Why? He had an inexplicable need to be the centre of everyone’s affection, and, characteristically, he assumed he earned more adoration as a victim than as a friend. Such are the misgivings in life, so much attention to detail so little to the bigger picture…


His memory will fade, as we go on with our lives. He will all too soon be a sudden recollection in a gathering, a fleeting moment of melancholy on a summer’s night. Life is for the living; there is little temperance, tolerance or time for the dead.

I fear more people regret the lost opportunities than they do the actual passing. The moments are lost in ‘should haves’ and ‘could haves.’ Yet the next day we pile on another laundry load of regrets for next time.

If I have failing in life (this is my humble attempt at humility) it is that I have been unable to make people see it that way. My epiphany folks was not my doing, but reverberates in the lyrics of an aching song about a beautiful boy, which I will borrow – life is what happens to you while you’re busy making other plans.

Somewhere deep inside, those words struck a resounding chord in my soul and sent a shiver of realization through me.
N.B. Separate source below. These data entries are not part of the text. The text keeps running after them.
use flume::Sender;

/// A connected, authenticated peer as tracked by [`crate::server::LiveServer`]'s
/// connection table, grounded on the original editor's `LivePeer` record.
#[derive(Debug, Clone)]
pub struct PeerHandle {
    pub client_id: u32,
    pub name: String,
    pub color: (u8, u8, u8),
    outgoing: Sender<Vec<u8>>,
}

impl PeerHandle {
    pub fn new(client_id: u32, name: String, color: (u8, u8, u8), outgoing: Sender<Vec<u8>>) -> Self {
        Self { client_id, name, color, outgoing }
    }

    /// Best-effort delivery. A full or closed queue drops the frame rather
    /// than stalling the broadcaster on one slow peer (spec.md §5
    /// "Backpressure").
    pub fn send(&self, frame: Vec<u8>) -> bool {
        self.outgoing.try_send(frame).is_ok()
    }
}

#[cfg(test)]
mod tests {
    use super::*;

    #[test]
    fn send_succeeds_while_queue_has_room() {
        let (tx, rx) = flume::bounded(1);
        let peer = PeerHandle::new(1, "Alice".into(), (255, 0, 0), tx);
        assert!(peer.send(vec![1, 2, 3]));
        assert_eq!(rx.try_recv().unwrap(), vec![1, 2, 3]);
    }

    #[test]
    fn send_fails_without_blocking_once_queue_is_full() {
        let (tx, _rx) = flume::bounded(1);
        let peer = PeerHandle::new(1, "Alice".into(), (255, 0, 0), tx);
        assert!(peer.send(vec![1]));
        assert!(!peer.send(vec![2]));
    }
}
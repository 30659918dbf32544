use std::collections::HashSet;
use std::net::IpAddr;

/// Host addresses refused at accept time. In-memory only; no persistence
/// concern is in scope (the original `live_server.py` keeps the same set
/// as a plain attribute with no backing store).
#[derive(Debug, Default, Clone)]
pub struct BanList {
    hosts: HashSet<IpAddr>,
}

impl BanList {
    pub fn new() -> Self {
        Self::default()
    }

    pub fn ban(&mut self, host: IpAddr) {
        self.hosts.insert(host);
    }

    pub fn is_banned(&self, host: &IpAddr) -> bool {
        self.hosts.contains(host)
    }

    pub fn unban_host(&mut self, host: &IpAddr) -> bool {
        self.hosts.remove(host)
    }

    /// Returns banned hosts sorted for stable display.
    pub fn get_banned_hosts(&self) -> Vec<IpAddr> {
        let mut hosts: Vec<_> = self.hosts.iter().copied().collect();
        hosts.sort();
        hosts
    }

    pub fn clear_banned_hosts(&mut self) -> usize {
        let count = self.hosts.len();
        self.hosts.clear();
        count
    }
}

#[cfg(test)]
mod tests {
    use super::*;

    #[test]
    fn list_unban_and_clear() {
        let mut bans = BanList::new();
        let a: IpAddr = "10.0.0.1".parse().unwrap();
        let b: IpAddr = "10.0.0.2".parse().unwrap();
        bans.ban(a);
        bans.ban(b);

        assert_eq!(bans.get_banned_hosts(), vec![a, b]);
        assert!(bans.unban_host(&b));
        assert_eq!(bans.get_banned_hosts(), vec![a]);
        assert!(!bans.unban_host(&"10.0.0.99".parse().unwrap()));
        assert_eq!(bans.clear_banned_hosts(), 1);
        assert!(bans.get_banned_hosts().is_empty());
    }

    #[test]
    fn banned_host_is_reported() {
        let mut bans = BanList::new();
        let host: IpAddr = "127.0.0.1".parse().unwrap();
        assert!(!bans.is_banned(&host));
        bans.ban(host);
        assert!(bans.is_banned(&host));
    }
}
The words haunt me, whenever I close my eyes to soothe my troubles; they remind me of what ‘should be.’ On such days I open my eyes, take a deep breath, and a stop long enough to look around.

Having said that, however, I still find myself, more often than not, slipping into habit and piling on lost opportunities like split logs by the fireplace; absently holding on to them, and bidding my time with inaction, waiting to burn it in the pyre of another passing.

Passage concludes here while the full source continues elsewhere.